El frágil alto el fuego entre Estados Unidos e Irán colapsó de forma definitiva. Este miércoles, en el marco de la cumbre de la OTAN que se celebra en Ankara, Turquía, el presidente estadounidense, Donald Trump, declaró formalmente el fin del acuerdo y del Memorando de Entendimiento firmado el mes pasado, que establecía una ventana de 60 días para negociar de manera permanente el programa nuclear iraní y el cese de las hostilidades.
Ante la prensa, Trump fue categórico y afirmó: “Para mí, creo que se terminó”. Además, calificó a los líderes de Teherán de “enfermos” y sostuvo que continuar las negociaciones representa “una pérdida de tiempo”.
Escalada militar en el estrecho de Ormuz
La ruptura definitiva de la tregua se produjo tras una nueva escalada militar registrada durante la jornada del martes. De acuerdo con el Comando Central de los Estados Unidos (CENTCOM), fuerzas navales iraníes atacaron tres buques comerciales que navegaban por el estratégico estrecho de Ormuz, entre ellos un buque de gas natural licuado (GNL) con bandera de Qatar.
Como represalia a lo que Washington definió como una “agresión injustificada y peligrosa”, el ejército estadounidense lanzó durante la madrugada del miércoles una serie de bombardeos sobre más de 80 objetivos en territorio controlado por Irán. Los ataques estuvieron dirigidos principalmente contra plataformas de lanzamiento de armamento y sistemas de defensa aérea.
La respuesta iraní llegó pocas horas después. El Cuerpo de la Guardia Revolucionaria Islámica ejecutó ataques con misiles y drones contra bases militares estadounidenses ubicadas en Bahrein y Kuwait. Las alarmas antiaéreas se activaron en ambos países y los sistemas defensivos fueron desplegados, aunque hasta el momento las autoridades no confirmaron oficialmente la magnitud de los daños ni la existencia de víctimas.

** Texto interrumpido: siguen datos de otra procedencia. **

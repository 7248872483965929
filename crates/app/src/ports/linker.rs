//! Linker port: create and drop channel ↔ item links.

use linkhub_domain::channel::Channel;
use linkhub_domain::error::LinkHubError;
use linkhub_domain::item::Item;
use linkhub_domain::link::ItemChannelLink;

/// Dynamically links channels with items.
///
/// Implemented by [`LinkRegistry`](crate::services::link_registry::LinkRegistry);
/// consumed by the provisioning engine.
pub trait ItemChannelLinker: Send + Sync {
    /// Link `channel` with `item`.
    ///
    /// # Errors
    ///
    /// Returns [`LinkHubError::Precondition`] when the linker is not active.
    fn link(&self, channel: &Channel, item: &Item) -> Result<ItemChannelLink, LinkHubError>;

    /// Drop the link between `channel` and `item`.
    ///
    /// # Errors
    ///
    /// Returns [`LinkHubError::NotFound`] when no such link exists.
    fn unlink(&self, channel: &Channel, item: &Item) -> Result<ItemChannelLink, LinkHubError>;

    /// Drop every link of `channel`.
    ///
    /// # Errors
    ///
    /// Returns [`LinkHubError::NotFound`] when the channel has no link.
    fn unlink_all(&self, channel: &Channel) -> Result<Vec<ItemChannelLink>, LinkHubError>;
}
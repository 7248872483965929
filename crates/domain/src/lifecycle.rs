//! Component lifecycle states.

use serde::{Deserialize, Serialize};

use crate::error::PreconditionError;

/// Where a component is in its `activate` → `deactivate` lifetime.
#[derive(Debug, Clone, Copy, PartialEq, Eq, Default, Serialize, Deserialize)]
#[serde(rename_all = "lowercase")]
pub enum LifecycleState {
    #[default]
    Created,
    Active,
    Deactivated,
}

impl LifecycleState {
    /// Whether operations other than the lifecycle hooks are valid.
    #[must_use]
    pub fn is_active(self) -> bool {
        matches!(self, Self::Active)
    }

    /// `Created` → `Active`.
    ///
    /// # Errors
    ///
    /// Returns [`PreconditionError::InvalidTransition`] from any other state.
    pub fn activate(&mut self) -> Result<(), PreconditionError> {
        match self {
            Self::Created => {
                *self = Self::Active;
                Ok(())
            }
            _ => Err(PreconditionError::InvalidTransition {
                transition: "activate",
                state: *self,
            }),
        }
    }

    /// `Active` → `Deactivated`.
    ///
    /// # Errors
    ///
    /// Returns [`PreconditionError::InvalidTransition`] from any other state.
    pub fn deactivate(&mut self) -> Result<(), PreconditionError> {
        match self {
            Self::Active => {
                *self = Self::Deactivated;
                Ok(())
            }
            _ => Err(PreconditionError::InvalidTransition {
                transition: "deactivate",
                state: *self,
            }),
        }
    }

    /// Gate for every operation other than the lifecycle hooks.
    ///
    /// # Errors
    ///
    /// Returns [`PreconditionError::Inactive`] unless the state is `Active`.
    pub fn ensure_active(self, operation: &'static str) -> Result<(), PreconditionError> {
        if self.is_active() {
            Ok(())
        } else {
            Err(PreconditionError::Inactive {
                operation,
                state: self,
            })
        }
    }
}

impl std::fmt::Display for LifecycleState {
    fn fmt(&self, f: &mut std::fmt::Formatter<'_>) -> std::fmt::Result {
        match self {
            Self::Created => f.write_str("created"),
            Self::Active => f.write_str("active"),
            Self::Deactivated => f.write_str("deactivated"),
        }
    }
}
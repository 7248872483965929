//! Item naming: derive an item name from a channel uid.
//!
//! The uid's separators (`:` and `#`) are each replaced by `_`; everything
//! else is kept. Because uid segments may themselves contain `_`, two uids
//! that differ only at a separator position map to the same name
//! (`a:b_c:d:e` and `a:b:c_d:e` → `a_b_c_d_e`). Names are therefore unique
//! only for uid grammars that avoid this; callers should not rely on it.

use crate::uid::ChannelUid;

const REPLACED: [char; 2] = [':', '#'];
const REPLACEMENT: &str = "_";

/// Canonical item name for a channel.
#[must_use]
pub fn item_name_for(channel_uid: &ChannelUid) -> String {
    channel_uid.to_string().replace(REPLACED, REPLACEMENT)
}
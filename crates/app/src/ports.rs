//! Port definitions: traits that components and adapters implement.
//!
//! Ports are the boundaries between the application core and the outside world.
//! They are defined here (in `app`) so that both the use-case layer and the
//! adapter layer can depend on them without creating circular dependencies.

pub mod lifecycle;
pub mod linker;
pub mod provider;
pub mod registry;

pub use lifecycle::Lifecycle;
pub use linker::ItemChannelLinker;
pub use provider::{Change, Provider, ProviderChangeListener};
pub use registry::{ItemLookup, ThingSource};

Sanciones, petróleo y tensión global
La escalada bélica estuvo precedida por una nueva ofensiva económica de la Casa Blanca. El Departamento del Tesoro de Estados Unidos revocó la exención temporal que permitía a Irán exportar petróleo y productos petroquímicos, eliminando uno de los principales incentivos económicos que habían acompañado las negociaciones impulsadas durante los últimos meses.
La combinación entre el regreso de los enfrentamientos y el riesgo sobre las rutas marítimas del estrecho de Ormuz impactó de inmediato en los mercados energéticos internacionales. El crudo Brent avanzó un 5,3% hasta ubicarse en 78,09 dólares por barril, mientras que el West Texas Intermediate (WTI) aumentó un 5,4%, alcanzando los 74,23 dólares.
El proceso de paz quedó interrumpido
Con las declaraciones de Donald Trump, la reanudación de los ataques militares y el endurecimiento de las sanciones económicas, el proceso de paz que había sido impulsado con mediación internacional quedó virtualmente interrumpido.
El nuevo escenario coloca a Medio Oriente en una situación de máxima tensión otra vez y reaviva la preocupación internacional por el impacto que el conflicto podría tener sobre el abastecimiento mundial de energía y la estabilidad de una de las rutas comerciales más importantes del planeta.